Michel Foucault pronunciaba estas palabras en el Collège de France durante una sesión de sus cursos en el año académico 1975-1976. Su propósito, entre otros, tenía que ver con los debates políticos sobre hasta dónde podía intervenir el Estado en la intimidad de sus ciudadanos, intimidad que se manifestaba en reivindicaciones ciudadanas por el control y dominio del cuerpo. Debates sobre el aborto, sobre la sexualidad, sobre la liberación del cuerpo femenino, entre otros, habían encontrado un púlpito privilegiado sobre todo después del episodio de mayo del 68. Y es que no era para menos. El mundo, dando pasos agigantados, exigía de la política respuestas que pudieran dar la talla a las necesidades de sus ciudadanos, y sobre todo, a las nuevas aberturas sociológicas y filosóficas que no dejaban inmune casi a nadie.

En todo caso, Foucault pone el dedo en la llaga, sobre todo si lo contrastamos con las aplicaciones de la política mundial actual, de cara a los movimientos de protesta, de inconformismo social e incluso de revolución civil.

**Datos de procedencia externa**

// Request body validation for the expense endpoints.
// Rejects bad payloads at the boundary instead of letting the store's
// NOT NULL constraints surface as opaque SQL errors.

use chrono::NaiveDate;
use serde::{Deserialize, Serialize};

use crate::db::NewExpense;

#[derive(Debug, Clone, PartialEq, Serialize)]
pub struct ValidationError {
    pub field: String,
    pub message: String,
}

impl std::fmt::Display for ValidationError {
    fn fmt(&self, f: &mut std::fmt::Formatter<'_>) -> std::fmt::Result {
        write!(f, "{}: {}", self.field, self.message)
    }
}

impl std::error::Error for ValidationError {}

fn error(field: &str, message: &str) -> ValidationError {
    ValidationError {
        field: field.to_string(),
        message: message.to_string(),
    }
}

/// Raw JSON body of a create/update request. All fields optional so a
/// missing field produces a structured error instead of a decode failure.
#[derive(Debug, Clone, Default, Serialize, Deserialize)]
pub struct ExpensePayload {
    pub category: Option<String>,
    pub amount: Option<f64>,
    pub date: Option<String>,
    pub description: Option<String>,
}

impl ExpensePayload {
    /// Check required fields and formats, returning the validated row
    /// values or every problem found.
    pub fn validate(self) -> Result<NewExpense, Vec<ValidationError>> {
        let mut errors = Vec::new();

        let category = match self.category {
            Some(ref c) if !c.trim().is_empty() => Some(c.trim().to_string()),
            Some(_) => {
                errors.push(error("category", "Must not be empty"));
                None
            }
            None => {
                errors.push(error("category", "Required field is missing"));
                None
            }
        };

        let amount = match self.amount {
            Some(a) if a.is_finite() => Some(a),
            Some(_) => {
                errors.push(error("amount", "Must be a finite number"));
                None
            }
            None => {
                errors.push(error("amount", "Required field is missing"));
                None
            }
        };

        let date = match self.date {
            Some(ref d) => {
                if NaiveDate::parse_from_str(d, "%Y-%m-%d").is_ok() {
                    Some(d.clone())
                } else {
                    errors.push(error("date", "Must be a valid YYYY-MM-DD date"));
                    None
                }
            }
            None => {
                errors.push(error("date", "Required field is missing"));
                None
            }
        };

        if !errors.is_empty() {
            return Err(errors);
        }

        // All three are Some when errors is empty
        Ok(NewExpense {
            category: category.unwrap(),
            amount: amount.unwrap(),
            date: date.unwrap(),
            description: self.description,
        })
    }
}

#[cfg(test)]
mod tests {
    use super::*;

    fn payload(category: &str, amount: f64, date: &str) -> ExpensePayload {
        ExpensePayload {
            category: Some(category.to_string()),
            amount: Some(amount),
            date: Some(date.to_string()),
            description: None,
        }
    }

    #[test]
    fn test_valid_payload_passes() {
        let validated = payload("Food", 12.5, "2024-11-15").validate().unwrap();
        assert_eq!(validated.category, "Food");
        assert_eq!(validated.amount, 12.5);
        assert_eq!(validated.date, "2024-11-15");
        assert_eq!(validated.description, None);
    }

    #[test]
    fn test_category_is_trimmed() {
        let validated = payload("  Food  ", 12.5, "2024-11-15").validate().unwrap();
        assert_eq!(validated.category, "Food");
    }

    #[test]
    fn test_empty_payload_reports_all_missing_fields() {
        let errors = ExpensePayload::default().validate().unwrap_err();

        let fields: Vec<&str> = errors.iter().map(|e| e.field.as_str()).collect();
        assert_eq!(fields, vec!["category", "amount", "date"]);
        assert!(errors
            .iter()
            .all(|e| e.message == "Required field is missing"));
    }

    #[test]
    fn test_blank_category_rejected() {
        let errors = payload("   ", 12.5, "2024-11-15").validate().unwrap_err();
        assert_eq!(errors.len(), 1);
        assert_eq!(errors[0].field, "category");
    }

    #[test]
    fn test_non_finite_amount_rejected() {
        let errors = payload("Food", f64::NAN, "2024-11-15").validate().unwrap_err();
        assert_eq!(errors[0].field, "amount");

        let errors = payload("Food", f64::INFINITY, "2024-11-15")
            .validate()
            .unwrap_err();
        assert_eq!(errors[0].field, "amount");
    }

    #[test]
    fn test_bad_dates_rejected() {
        for bad in ["2024-13-01", "2024-02-30", "11/15/2024", "yesterday", ""] {
            let errors = payload("Food", 12.5, bad).validate().unwrap_err();
            assert_eq!(errors[0].field, "date", "date {:?} should be rejected", bad);
        }
    }

    #[test]
    fn test_negative_and_zero_amounts_accepted() {
        // The schema intentionally allows refunds and zero-value rows
        assert!(payload("Food", -5.0, "2024-11-15").validate().is_ok());
        assert!(payload("Food", 0.0, "2024-11-15").validate().is_ok());
    }

    #[test]
    fn test_decodes_json_body_with_missing_fields() {
        // A request body that omits fields must still decode, so the
        // validator can report them instead of the JSON layer failing
        let payload: ExpensePayload =
            serde_json::from_str(r#"{"category": "Food", "description": null}"#).unwrap();

        let errors = payload.validate().unwrap_err();
        let fields: Vec<&str> = errors.iter().map(|e| e.field.as_str()).collect();
        assert_eq!(fields, vec!["amount", "date"]);
    }

    #[test]
    fn test_decodes_full_json_body() {
        let payload: ExpensePayload = serde_json::from_str(
            r#"{"category": "Food", "amount": 12.5, "date": "2024-11-15", "description": "Lunch"}"#,
        )
        .unwrap();

        let validated = payload.validate().unwrap();
        assert_eq!(validated.category, "Food");
        assert_eq!(validated.amount, 12.5);
        assert_eq!(validated.description, Some("Lunch".to_string()));
    }

    #[test]
    fn test_description_passes_through() {
        let mut p = payload("Food", 12.5, "2024-11-15");
        p.description = Some("Grocery shopping".to_string());
        let validated = p.validate().unwrap();
        assert_eq!(validated.description, Some("Grocery shopping".to_string()));
    }
}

De hecho, Foucault pone en evidencia una de las grandes transformaciones de los siglos XVIII y XIX con la caída de los gobiernos absolutistas monárquicos y con el nacimiento de los Estados nacionales. Dicho cambio se refiere precisamente a la prerrogativa real de disponer de la vida de sus súbditos. Esto cambia diametralmente con el nuevo aparato político de las nacientes repúblicas y la centralidad que ocupa en ellas la declaración de los derechos del hombre y del ciudadano, emanada de la revolución francesa. El Estado ya no se concibió, al menos en la teoría política subsiguiente, como un aparato burocrático cuya legitimidad recaía exclusivamente sobre el soberano, sino que ahora era el conjunto de los miembros de una nación quienes legitimaban dicha soberanía. Cambio supremo, cuya magnitud es aún indescifrable para algunos.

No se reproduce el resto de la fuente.